Bitcoin’s market landscape appears to be undergoing a notable transformation, with various indicators suggesting a potential reversal after weeks of relentless selling pressure. Following a tumultuous three-week period characterized by significant outflows from exchange-traded funds (ETFs) and a persistent downturn driven largely by U.S. market participants, several key metrics are starting to align in a positive direction.
The Coinbase Premium Index, which tracks Bitcoin prices on Coinbase Pro relative to global exchanges, has substantially improved after remaining negative for an unprecedented 22 days. Analyst Crypto Goos observed that in previous instances when this indicator showed a deep “red,” Bitcoin’s price typically declined. However, the recent moderation in this metric signals a potential shift in sentiment.
Dark Fost, who monitors this index closely, noted a significant reduction in selling pressure from institutional investors and large U.S. accounts, particularly after a panic surge on November 21. “The selling pressure from these actors has significantly decreased,” he wrote, expressing optimism that continued cooling could provide the market with much-needed stability.
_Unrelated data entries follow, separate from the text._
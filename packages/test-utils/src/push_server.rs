//! Mock push server for testing live notification clients
//!
//! Provides a [`MockPushServer`] that accepts real WebSocket connections on
//! localhost, records what clients request and send, and lets tests push
//! frames or drop connections at will.
//!
//! # Lock Poisoning Recovery
//!
//! Locks are acquired with `unwrap_or_else(|e| e.into_inner())` so a test that
//! panics while holding one does not cascade into other tests.

use std::net::SocketAddr;
use std::sync::atomic::{AtomicUsize, Ordering};
use std::sync::{Arc, Mutex, MutexGuard};
use std::time::Duration;

use futures_util::{SinkExt, StreamExt};
use tokio::net::{TcpListener, TcpStream};
use tokio::sync::{mpsc, Notify};
use tokio::task::JoinHandle;
use tokio_tungstenite::tungstenite::handshake::server::{ErrorResponse, Request, Response};
use tokio_tungstenite::tungstenite::protocol::Message;
use tracing::debug;

/// How long the `wait_for_*` helpers wait before panicking
const WAIT_TIMEOUT: Duration = Duration::from_secs(5);

enum Outbound {
    Text(String),
    Close,
}

#[derive(Default)]
struct ServerState {
    /// Request targets (path and query) of every accepted handshake
    requests: Mutex<Vec<String>>,
    /// Text frames received from clients, in arrival order
    received: Mutex<Vec<String>>,
    /// Frames sent to every client right after its handshake
    greeting: Mutex<Vec<String>>,
    /// Senders for currently open connections
    peers: Mutex<Vec<mpsc::UnboundedSender<Outbound>>>,
    accepted: AtomicUsize,
    changed: Notify,
}

fn lock<T>(mutex: &Mutex<T>) -> MutexGuard<'_, T> {
    mutex.lock().unwrap_or_else(|e| e.into_inner())
}

/// Local WebSocket server for push channel tests
///
/// Binds an ephemeral port on `127.0.0.1`. The accept loop stops when the
/// server is dropped.
///
/// # Example
///
/// ```rust,ignore
/// let server = MockPushServer::start().await;
/// // connect a client to server.url() ...
/// server.wait_for_connections(1).await;
/// server.push(r#"{"id":1,"read":false}"#);
/// server.wait_for_received(1).await;
/// assert_eq!(server.received()[0], r#"{"action":"ping"}"#);
/// ```
pub struct MockPushServer {
    addr: SocketAddr,
    state: Arc<ServerState>,
    accept_task: JoinHandle<()>,
}

impl MockPushServer {
    /// Start a new mock push server
    ///
    /// # Panics
    /// If no local port can be bound
    pub async fn start() -> Self {
        let listener = TcpListener::bind("127.0.0.1:0")
            .await
            .expect("failed to bind mock push server");
        let addr = listener.local_addr().expect("bound listener has an address");
        let state = Arc::new(ServerState::default());

        let accept_state = state.clone();
        let accept_task = tokio::spawn(async move {
            while let Ok((stream, peer)) = listener.accept().await {
                debug!(%peer, "Mock push server accepted TCP connection");
                tokio::spawn(serve(stream, accept_state.clone()));
            }
        });

        Self {
            addr,
            state,
            accept_task,
        }
    }

    /// Base WebSocket URL, e.g. `ws://127.0.0.1:41234`
    pub fn url(&self) -> String {
        format!("ws://{}", self.addr)
    }

    /// Send `frame` to each client as soon as its handshake completes
    pub fn greet_with(&self, frame: impl Into<String>) {
        lock(&self.state.greeting).push(frame.into());
    }

    /// Send a text frame to every open connection
    pub fn push(&self, frame: impl Into<String>) {
        let frame = frame.into();
        lock(&self.state.peers).retain(|peer| peer.send(Outbound::Text(frame.clone())).is_ok());
    }

    /// Close every open connection from the server side
    pub fn drop_connections(&self) {
        for peer in lock(&self.state.peers).drain(..) {
            let _ = peer.send(Outbound::Close);
        }
    }

    /// Number of completed handshakes so far
    pub fn connection_count(&self) -> usize {
        self.state.accepted.load(Ordering::SeqCst)
    }

    /// Number of connections still open
    pub fn open_connections(&self) -> usize {
        let mut peers = lock(&self.state.peers);
        peers.retain(|peer| !peer.is_closed());
        peers.len()
    }

    /// Request targets of every handshake, e.g. `/ws/notifications/?token=abc`
    pub fn requests(&self) -> Vec<String> {
        lock(&self.state.requests).clone()
    }

    /// Text frames received from clients
    pub fn received(&self) -> Vec<String> {
        lock(&self.state.received).clone()
    }

    /// Received frames parsed as JSON; unparseable frames are skipped
    pub fn received_json(&self) -> Vec<serde_json::Value> {
        self.received()
            .iter()
            .filter_map(|text| serde_json::from_str(text).ok())
            .collect()
    }

    /// Wait until at least `n` handshakes have completed
    ///
    /// # Panics
    /// After five seconds without reaching `n`
    pub async fn wait_for_connections(&self, n: usize) {
        self.wait_until(|| self.connection_count() >= n, "connections")
            .await;
    }

    /// Wait until at least `n` frames have been received
    ///
    /// # Panics
    /// After five seconds without reaching `n`
    pub async fn wait_for_received(&self, n: usize) {
        self.wait_until(|| lock(&self.state.received).len() >= n, "received frames")
            .await;
    }

    async fn wait_until(&self, done: impl Fn() -> bool, what: &str) {
        let wait = async {
            loop {
                let changed = self.state.changed.notified();
                if done() {
                    return;
                }
                changed.await;
            }
        };
        if tokio::time::timeout(WAIT_TIMEOUT, wait).await.is_err() {
            panic!("timed out waiting for {what}");
        }
    }
}

impl Drop for MockPushServer {
    fn drop(&mut self) {
        self.accept_task.abort();
        self.drop_connections();
    }
}

async fn serve(stream: TcpStream, state: Arc<ServerState>) {
    let mut target = None;
    let record_target = |request: &Request, response: Response| -> Result<Response, ErrorResponse> {
        target = Some(request.uri().to_string());
        Ok(response)
    };

    let ws = match tokio_tungstenite::accept_hdr_async(stream, record_target).await {
        Ok(ws) => ws,
        Err(e) => {
            debug!(error = %e, "Mock push server handshake failed");
            return;
        }
    };

    let (tx, mut rx) = mpsc::unbounded_channel();
    for frame in lock(&state.greeting).iter() {
        let _ = tx.send(Outbound::Text(frame.clone()));
    }
    lock(&state.requests).push(target.unwrap_or_default());
    lock(&state.peers).push(tx);
    state.accepted.fetch_add(1, Ordering::SeqCst);
    state.changed.notify_waiters();

    let (mut sink, mut source) = ws.split();
    loop {
        tokio::select! {
            outbound = rx.recv() => match outbound {
                Some(Outbound::Text(text)) => {
                    if sink.send(Message::Text(text.into())).await.is_err() {
                        break;
                    }
                }
                Some(Outbound::Close) | None => {
                    let _ = sink.close().await;
                    break;
                }
            },
            inbound = source.next() => match inbound {
                Some(Ok(Message::Text(text))) => {
                    lock(&state.received).push(text.as_str().to_owned());
                    state.changed.notify_waiters();
                }
                Some(Ok(Message::Close(_))) | Some(Err(_)) | None => break,
                Some(Ok(_)) => {}
            },
        }
    }

    debug!("Mock push server connection finished");
    state.changed.notify_waiters();
}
In addition to the recovery of the Coinbase Premium, funding rates have shifted into negative territory, indicating that traders with long positions are paying short sellers to retain their positions. Analysts have pointed out that this shift is particularly notable, as it marks the first time in recorded history that large holders, or “whales,” are taking long positions more aggressively than individual investors.
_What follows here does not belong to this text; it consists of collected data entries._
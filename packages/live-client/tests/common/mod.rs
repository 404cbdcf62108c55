//! Common test utilities for live client integration tests
//!
//! Provides an in-memory transport that the tests drive frame by frame,
//! plus fixtures and helpers for paused-clock scheduling.

#![allow(unused_imports)]
#![allow(dead_code)]

pub mod fixtures;
pub mod mocks;

pub use fixtures::*;
pub use mocks::*;
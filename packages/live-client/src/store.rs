//! Local notification cache with an optimistic unread counter

use std::sync::Arc;

use parking_lot::Mutex;
use tokio::sync::watch;

use crate::models::{Notification, NotificationId};
use crate::protocol::ClientFrame;

/// In-memory notification list plus cached unread count
///
/// The unread count is recomputed only when a snapshot replaces the list;
/// every other change adjusts it by one. Mutations return the frame that
/// tells the server about the change.
#[derive(Debug, Default, Clone)]
pub struct NotificationStore {
    notifications: Vec<Notification>,
    unread: usize,
}

impl NotificationStore {
    pub fn new() -> Self {
        Self::default()
    }

    /// Replace everything with a server snapshot, keeping its order
    pub fn replace(&mut self, notifications: Vec<Notification>) {
        self.unread = notifications.iter().filter(|n| n.is_unread()).count();
        self.notifications = notifications;
    }

    /// Insert a newly pushed notification at the front
    pub fn prepend(&mut self, notification: Notification) {
        if notification.is_unread() {
            self.unread += 1;
        }
        self.notifications.insert(0, notification);
    }

    /// Mark one notification read
    ///
    /// The frame is produced even when `id` is unknown locally, so the server
    /// still hears about items from a snapshot not received yet.
    pub fn mark_as_read(&mut self, id: &NotificationId) -> ClientFrame {
        if let Some(notification) = self
            .notifications
            .iter_mut()
            .find(|n| n.has_id(id) && n.is_unread())
        {
            notification.read = Some(true);
            self.unread = self.unread.saturating_sub(1);
        }
        ClientFrame::MarkAsRead {
            notification_id: id.clone(),
        }
    }

    pub fn mark_all_as_read(&mut self) -> ClientFrame {
        for notification in &mut self.notifications {
            notification.read = Some(true);
        }
        self.unread = 0;
        ClientFrame::MarkAllAsRead
    }

    /// Remove a notification
    ///
    /// The unread count is left alone, even when the removed item was unread.
    pub fn delete(&mut self, id: &NotificationId) -> ClientFrame {
        self.notifications.retain(|n| !n.has_id(id));
        ClientFrame::Delete {
            notification_id: id.clone(),
        }
    }

    pub fn notifications(&self) -> &[Notification] {
        &self.notifications
    }

    pub fn get(&self, id: &NotificationId) -> Option<&Notification> {
        self.notifications.iter().find(|n| n.has_id(id))
    }

    pub fn unread_count(&self) -> usize {
        self.unread
    }

    pub fn len(&self) -> usize {
        self.notifications.len()
    }

    pub fn is_empty(&self) -> bool {
        self.notifications.is_empty()
    }
}

/// Store handle shared by the facade and the connection task
///
/// Every `update` bumps a revision published on a watch channel.
#[derive(Debug, Clone)]
pub(crate) struct SharedStore {
    inner: Arc<Mutex<NotificationStore>>,
    revision: Arc<watch::Sender<u64>>,
}

impl SharedStore {
    pub(crate) fn new() -> Self {
        let (revision, _) = watch::channel(0);
        Self {
            inner: Arc::new(Mutex::new(NotificationStore::new())),
            revision: Arc::new(revision),
        }
    }

    /// Apply a mutation; the lock is released before watchers are woken
    pub(crate) fn update<R>(&self, f: impl FnOnce(&mut NotificationStore) -> R) -> R {
        let result = {
            let mut store = self.inner.lock();
            f(&mut store)
        };
        self.revision.send_modify(|rev| *rev += 1);
        result
    }

    pub(crate) fn read<R>(&self, f: impl FnOnce(&NotificationStore) -> R) -> R {
        f(&self.inner.lock())
    }

    pub(crate) fn subscribe(&self) -> watch::Receiver<u64> {
        self.revision.subscribe()
    }
}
This convergence of positive signals has analysts forecasting a potentially sustained upward trend for Bitcoin. For instance, Para Muhendisi suggested that the price uptick may continue into the year’s end, while Daan Crypto Trades emphasized the significance of improving spot dynamics. “Even small improvements matter because the prior sell pressure was extreme,” he stated.
Macro conditions are also playing a role in reshaping market sentiment. Recent shifts indicate a bullish outlook on the broader financial landscape, with probabilities for rate cuts seeing a marked jump from 30% to 84% within a week. Several macroeconomic indicators, including a downturn in the U.S. Dollar Index and falling 10-year yields, suggest a favorable environment for risk assets, including cryptocurrencies.
Moreover, substantial Bitcoin transfers are bolstering this optimistic narrative. SpaceX’s recent movement of $105 million worth of Bitcoin to Coinbase Prime for custody adds a layer of confidence in Bitcoin’s institutional interest. Notably, the latter half of November saw a reversal in ETF outflow trends, with the 25th and 26th witnessing positive inflows after one of the worst months on record.
Historically, Bitcoin prices tend to perform well when there is a simultaneous rise in ETF inflows and the Coinbase Premium, as these factors highlight increased demand among institutional and retail investors alike. Although some analysts, such as Ted, advise caution—suggesting that while the Coinbase premium is improving, it needs to stabilize before any meaningful price rallies can be sustained—many believe the market is in a state of recovery, moving away from the severe downturn experienced in recent weeks.
As whales increase their long positions, U.S. selling pressure subsides, and ETF inflows return, analysts are increasingly optimistic that Bitcoin is entering a robust phase for growth, marking the first legitimate opportunity for an upward trajectory since early November.